When Alabama quarterback Tua Tagovailoa gets to Indianapolis next week for the Scouting Combine, his surgically repaired right hip will get plenty of attention.
But he also had to have a pair of ankle surgeries while in college, and the doctor who performed them disputed the notion than Tagovailoa might be injury prone.
“I understand where it comes from,” Dr. Norman Waldrop told Adam Beasley of the Miami Herald. “But he’s had some pretty significant injuries that don’t have anything more to do with him than the particular nature of the plays that occurred. While I certainly get everyone’s worries from the medical side, I have zero concerns because of his willingness to work.
“He’s passed every test with bells and whistles.”

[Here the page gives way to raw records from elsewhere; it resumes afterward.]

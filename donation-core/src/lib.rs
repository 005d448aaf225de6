pub mod calculations;
pub mod currency;
pub mod input;
pub mod models;
pub mod session;
pub mod submission;

pub use calculations::{SubmissionValidator, ValidationError};
pub use models::*;
pub use session::{DonationSession, SubmissionStatus, SubmitError};
pub use submission::{SubmissionError, SubmissionGateway, SubmissionOutcome};
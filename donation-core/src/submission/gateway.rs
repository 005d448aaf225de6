use std::time::Duration;

use async_trait::async_trait;
use serde::{Deserialize, Serialize};
use thiserror::Error;

use crate::models::FormState;

/// What the payment collaborator did with a submitted donation.
#[derive(Debug, Clone, PartialEq, Eq, Serialize, Deserialize)]
pub enum SubmissionOutcome {
    /// Payment confirmed (card checkout completed).
    Confirmed { reference: String },
    /// Donor must complete payment out of band, e.g. by bank transfer.
    RequiresOfflineInstructions {
        reference: String,
        instructions: String,
    },
}

impl SubmissionOutcome {
    pub fn reference(&self) -> &str {
        match self {
            Self::Confirmed { reference } => reference,
            Self::RequiresOfflineInstructions { reference, .. } => reference,
        }
    }
}

#[derive(Debug, Clone, Error, PartialEq, Eq)]
pub enum SubmissionError {
    #[error("payment rejected: {0}")]
    Rejected(String),

    #[error("transport error: {0}")]
    Transport(String),

    #[error("no response from payment provider after {0:?}")]
    TimedOut(Duration),

    #[error("configuration error: {0}")]
    Configuration(String),
}

#[async_trait]
pub trait SubmissionGateway: Send + Sync {
    /// Unique, lowercase identifier for this backend.
    fn backend_name(&self) -> &'static str;

    /// Hands a validated form snapshot to the payment provider.
    async fn submit(
        &self,
        form: &FormState,
    ) -> Result<SubmissionOutcome, SubmissionError>;
}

Waldrop performed the two “tightrope” procedures to repair a pair of high ankle sprains, as Tagovailoa only missed one game because of the injuries. The procedure involves tying together a pair of metal brackets with a synthetic cord, which stabilizes the tibia and fibula.
Waldrop didn’t work on Tagovailoa’s hip, but he spoke to him recently and said he was recovering well.
“He’s doing great,” Waldrop said. “I have no reason to think that he’s not going to have anything but an exceptional recovery [from his hip injury]. I think Tua is an exceptional person first, an exceptionally hard worker second. Football ability is only a part of what makes him a transcendent athlete and I’m pretty excited to see how that translates to the NFL. He can throw a football through a thimble. He’s more than just an incredible quarterback. He’s a great person.
“He’s never let any of his injuries set him back. I don’t have any reason to think that he will have any setbacks going forward.”
Of course, most doctors wouldn’t cast doubt on their own handiwork, or any of their own patients. But the extreme battery of tests the Alabama quarterback is about to endure will offer a deeper look at his status.